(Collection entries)
- - - - - - -

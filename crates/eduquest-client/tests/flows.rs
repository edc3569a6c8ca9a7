//! Wizard flow tests: core components driven through the mock learning API.

use std::time::Duration;

use tokio_util::sync::CancellationToken;

use eduquest_client::mock::MockLearningApi;
use eduquest_core::assessment::{AssessmentError, AssessmentRunner, AssessmentState};
use eduquest_core::error::is_cancelled;
use eduquest_core::intake::{DocumentIntake, IntakeConfig, SelectedFile};
use eduquest_core::model::{
    AssessmentKind, Message, MultipleChoiceQuestion, OpenEndedQuestion, Preferences, Question,
};
use eduquest_core::notify::RecordingNotifier;
use eduquest_core::onboarding::request_notes;
use eduquest_core::portal::{Portal, PortalRole, Step};
use eduquest_core::qa::QaPanel;
use eduquest_core::session::SessionStore;

fn prefs() -> Preferences {
    Preferences {
        content_format: vec!["Concise bullet points".into()],
        assessment_style: vec!["Multiple-choice quizzes".into()],
    }
}

fn mc(question: &str, correct: &str) -> Question {
    Question::MultipleChoice(MultipleChoiceQuestion {
        question: question.into(),
        options: vec!["Paris".into(), "Berlin".into(), "London".into()],
        correct_answer: correct.into(),
    })
}

fn open(question: &str, model_answer: &str) -> Question {
    Question::OpenEnded(OpenEndedQuestion {
        question: question.into(),
        model_answer: model_answer.into(),
    })
}

fn text_file() -> SelectedFile {
    SelectedFile {
        name: "biology.txt".into(),
        mime_type: "text/plain".into(),
        bytes: b"Mitochondria produce ATP.".to_vec(),
    }
}

fn fast_intake() -> DocumentIntake {
    DocumentIntake::new(IntakeConfig {
        step_delay: Duration::ZERO,
    })
}

// --- Q&A ---

#[tokio::test]
async fn qa_appends_question_then_answer() {
    let api = MockLearningApi::new().with_answer("ATP", "Energy carrier.");
    let notifier = RecordingNotifier::new();
    let mut panel = QaPanel::new();

    let answer = panel
        .ask("What is ATP?", &api, &notifier, &CancellationToken::new())
        .await
        .unwrap();

    assert_eq!(answer.as_deref(), Some("Energy carrier."));
    assert_eq!(
        panel.messages(),
        &[
            Message::user("What is ATP?"),
            Message::assistant("Energy carrier.")
        ]
    );
}

#[tokio::test]
async fn failed_qa_keeps_only_the_user_message() {
    let api = MockLearningApi::new().failing("/qa");
    let notifier = RecordingNotifier::new();
    let cancel = CancellationToken::new();
    let mut panel = QaPanel::new();

    let api_ok = MockLearningApi::new().with_answer("first", "one");
    panel.ask("first", &api_ok, &notifier, &cancel).await.unwrap();

    assert!(panel.ask("second", &api, &notifier, &cancel).await.is_err());
    assert_eq!(
        panel.messages(),
        &[
            Message::user("first"),
            Message::assistant("one"),
            Message::user("second")
        ]
    );
    assert_eq!(notifier.errors(), vec!["Failed to get an answer".to_string()]);
}

#[tokio::test]
async fn blank_question_issues_no_request() {
    let api = MockLearningApi::new();
    let mut panel = QaPanel::new();
    let out = panel
        .ask("   ", &api, &RecordingNotifier::new(), &CancellationToken::new())
        .await
        .unwrap();
    assert!(out.is_none());
    assert!(panel.messages().is_empty());
    assert_eq!(api.call_count(), 0);
}

#[tokio::test]
async fn cancelled_qa_is_silent() {
    let api = MockLearningApi::new();
    let notifier = RecordingNotifier::new();
    let cancel = CancellationToken::new();
    cancel.cancel();
    let mut panel = QaPanel::new();

    let err = panel.ask("q", &api, &notifier, &cancel).await.unwrap_err();
    assert!(is_cancelled(&err));
    assert!(notifier.errors().is_empty());
    assert_eq!(panel.messages(), &[Message::user("q")]);
}

// --- Document intake ---

#[tokio::test]
async fn upload_forwards_file_and_reports_progress() {
    let api = MockLearningApi::new().with_notes("Summary of mitochondria");
    let notifier = RecordingNotifier::new();
    let mut intake = fast_intake();
    intake.select(text_file(), &notifier).unwrap();

    let doc = intake
        .upload(&api, Some(&prefs()), &notifier, &CancellationToken::new())
        .await
        .unwrap();

    assert_eq!(doc.text, "Mitochondria produce ATP.");
    assert_eq!(doc.receipt.notes.as_deref(), Some("Summary of mitochondria"));
    let sent = api.last_upload().unwrap();
    assert_eq!(sent.file_name, "biology.txt");
    assert_eq!(sent.preferences, Some(prefs()));
    assert_eq!(notifier.progress_values().last(), Some(&100));
    assert_eq!(
        notifier.successes(),
        vec!["Document processed successfully!".to_string()]
    );
}

#[tokio::test]
async fn rejected_file_issues_no_request() {
    let api = MockLearningApi::new();
    let notifier = RecordingNotifier::new();
    let mut intake = fast_intake();

    let pdf = SelectedFile {
        name: "slides.pdf".into(),
        mime_type: "application/pdf".into(),
        bytes: vec![1, 2, 3],
    };
    assert!(intake.select(pdf, &notifier).is_err());
    assert!(intake
        .upload(&api, None, &notifier, &CancellationToken::new())
        .await
        .is_err());

    assert_eq!(api.call_count(), 0);
    assert_eq!(
        notifier.errors(),
        vec![
            "Please upload a .txt file".to_string(),
            "Please select a file first".to_string()
        ]
    );
}

#[tokio::test]
async fn failed_upload_keeps_selection() {
    let api = MockLearningApi::new().failing("/documents");
    let notifier = RecordingNotifier::new();
    let mut intake = fast_intake();
    intake.select(text_file(), &notifier).unwrap();

    assert!(intake
        .upload(&api, None, &notifier, &CancellationToken::new())
        .await
        .is_err());
    assert_eq!(intake.selected().unwrap().name, "biology.txt");
    assert_eq!(notifier.errors(), vec!["Error processing file".to_string()]);
    assert!(!notifier.progress_values().contains(&100));
}

// --- Onboarding notes ---

#[tokio::test(start_paused = true)]
async fn notes_request_reports_completion() {
    let api = MockLearningApi::new().with_notes("Bullet notes");
    let notifier = RecordingNotifier::new();
    let notes = request_notes(
        &api,
        &prefs(),
        Duration::from_millis(500),
        &notifier,
        &CancellationToken::new(),
    )
    .await
    .unwrap();
    assert_eq!(notes, "Bullet notes");
    assert_eq!(notifier.progress_values().last(), Some(&100));
    assert_eq!(
        notifier.successes(),
        vec!["Course notes generated successfully!".to_string()]
    );
}

#[tokio::test]
async fn failed_notes_request_notifies() {
    let api = MockLearningApi::new().failing("/generate-notes");
    let notifier = RecordingNotifier::new();
    assert!(request_notes(
        &api,
        &prefs(),
        Duration::from_millis(500),
        &notifier,
        &CancellationToken::new()
    )
    .await
    .is_err());
    assert_eq!(
        notifier.errors(),
        vec!["Failed to generate course notes".to_string()]
    );
}

// --- Assessment ---

#[tokio::test]
async fn multiple_choice_two_of_three_is_67_percent() {
    let api = MockLearningApi::new().with_questions(vec![
        mc("Capital of France?", "Paris"),
        mc("Capital of Germany?", "Berlin"),
        mc("Capital of England?", "London"),
    ]);
    let notifier = RecordingNotifier::new();
    let cancel = CancellationToken::new();
    let mut runner = AssessmentRunner::new();

    runner.load(&api, &prefs(), &notifier, &cancel).await.unwrap();
    assert_eq!(runner.state(), &AssessmentState::Ready);

    for (i, answer) in ["Paris", "Paris", "london"].iter().enumerate() {
        assert!(!runner.can_submit());
        runner.answer(i + 1, *answer).unwrap();
    }
    assert!(runner.can_submit());

    let result = runner.submit(&api, &notifier, &cancel).await.unwrap();
    assert_eq!(result.kind, AssessmentKind::MultipleChoice);
    assert!((result.score - 66.67).abs() < 0.01);
    assert_eq!(result.display_percent(), 67);
    assert_eq!(result.full_marks(), 2);
    assert!(matches!(runner.state(), AssessmentState::Results(_)));
    assert!(!api.calls().contains(&"/score-answer".to_string()));
}

#[tokio::test]
async fn incomplete_answers_are_refused() {
    let api = MockLearningApi::new().with_questions(vec![mc("Q1", "Paris"), mc("Q2", "Paris")]);
    let notifier = RecordingNotifier::new();
    let cancel = CancellationToken::new();
    let mut runner = AssessmentRunner::new();
    runner.load(&api, &prefs(), &notifier, &cancel).await.unwrap();
    runner.answer(1, "Paris").unwrap();

    let err = runner.submit(&api, &notifier, &cancel).await.unwrap_err();
    assert_eq!(
        err.downcast_ref::<AssessmentError>(),
        Some(&AssessmentError::Incomplete { unanswered: 1 })
    );
    assert_eq!(runner.state(), &AssessmentState::Ready);
}

#[tokio::test]
async fn open_ended_scores_are_averaged_sequentially() {
    let api = MockLearningApi::new()
        .with_questions(vec![
            open("Explain osmosis.", "Water moves across a membrane."),
            open("Explain diffusion.", "Particles spread out."),
        ])
        .with_score("water crosses membranes", 80.0)
        .with_score("things spread", 50.0);
    let notifier = RecordingNotifier::new();
    let cancel = CancellationToken::new();
    let mut runner = AssessmentRunner::new();
    runner.load(&api, &prefs(), &notifier, &cancel).await.unwrap();
    runner.answer(1, "water crosses membranes").unwrap();
    runner.answer(2, "things spread").unwrap();

    let result = runner.submit(&api, &notifier, &cancel).await.unwrap();
    assert_eq!(result.kind, AssessmentKind::OpenEnded);
    assert_eq!(result.score, 65.0);
    assert_eq!(
        api.calls()
            .iter()
            .filter(|c| c.as_str() == "/score-answer")
            .count(),
        2
    );
}

#[tokio::test]
async fn non_finite_score_aborts_submission() {
    let api = MockLearningApi::new()
        .with_questions(vec![open("Explain osmosis.", "Water moves.")])
        .with_score("no idea", f64::NAN);
    let notifier = RecordingNotifier::new();
    let cancel = CancellationToken::new();
    let mut runner = AssessmentRunner::new();
    runner.load(&api, &prefs(), &notifier, &cancel).await.unwrap();
    runner.answer(1, "no idea").unwrap();

    let err = runner.submit(&api, &notifier, &cancel).await.unwrap_err();
    assert!(err.to_string().contains("finite"));
    assert_eq!(runner.state(), &AssessmentState::Ready);
}

#[tokio::test]
async fn one_failed_score_aborts_submission() {
    let api = MockLearningApi::new()
        .with_questions(vec![mc("Q1", "Paris"), open("Q2", "model")])
        .failing("/score-answer");
    let notifier = RecordingNotifier::new();
    let cancel = CancellationToken::new();
    let mut runner = AssessmentRunner::new();
    runner.load(&api, &prefs(), &notifier, &cancel).await.unwrap();
    runner.answer(1, "Paris").unwrap();
    runner.answer(2, "mine").unwrap();

    assert!(runner.submit(&api, &notifier, &cancel).await.is_err());
    assert_eq!(runner.state(), &AssessmentState::Ready);
    assert_eq!(runner.answers().get(2), Some("mine"));
    assert!(notifier
        .errors()
        .contains(&"Failed to submit assessment".to_string()));
}

#[tokio::test]
async fn empty_or_failed_generation_moves_to_error() {
    let notifier = RecordingNotifier::new();
    let cancel = CancellationToken::new();

    let mut runner = AssessmentRunner::new();
    runner
        .load(&MockLearningApi::new(), &prefs(), &notifier, &cancel)
        .await
        .unwrap();
    assert!(matches!(runner.state(), AssessmentState::Error(_)));

    let mut runner = AssessmentRunner::new();
    let failing = MockLearningApi::new().failing("/generate-assessment");
    runner.load(&failing, &prefs(), &notifier, &cancel).await.unwrap();
    assert!(matches!(runner.state(), AssessmentState::Error(m) if m.contains("500")));
}

// --- Whole portal ---

#[tokio::test]
async fn admin_flow_stages_session_for_assessment() {
    let dir = tempfile::tempdir().unwrap();
    let path = dir.path().join("session.json");
    let mut session = SessionStore::open(&path).unwrap();
    let api = MockLearningApi::new().with_answer("ATP", "Energy.");
    let notifier = RecordingNotifier::new();
    let cancel = CancellationToken::new();

    let mut portal = Portal::new(PortalRole::Admin);
    let mut intake = fast_intake();
    intake.select(text_file(), &notifier).unwrap();
    let doc = intake
        .upload(&api, Some(&prefs()), &notifier, &cancel)
        .await
        .unwrap();
    portal.attach_document(doc.text).unwrap();
    portal.set_preferences(prefs()).unwrap();
    portal.enter_qa().unwrap();

    let mut panel = QaPanel::new();
    panel
        .ask("What is ATP?", &api, &notifier, &cancel)
        .await
        .unwrap();

    portal.enter_assessment(&mut session).unwrap();
    assert_eq!(portal.step(), Step::Assessment);

    let staged = SessionStore::open(&path)
        .unwrap()
        .rehydrate()
        .unwrap();
    assert_eq!(staged.document_text, "Mitochondria produce ATP.");
    assert_eq!(staged.preferences, prefs());
}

- - - - - - -

[ACTION ITEM]: Every line containing the string "SelectedFile" is required; copy each such line from the data.

[REPLY TO THE TASK]:
use eduquest_core::intake::{DocumentIntake, IntakeConfig, SelectedFile};
fn text_file() -> SelectedFile {
    SelectedFile {
    let pdf = SelectedFile {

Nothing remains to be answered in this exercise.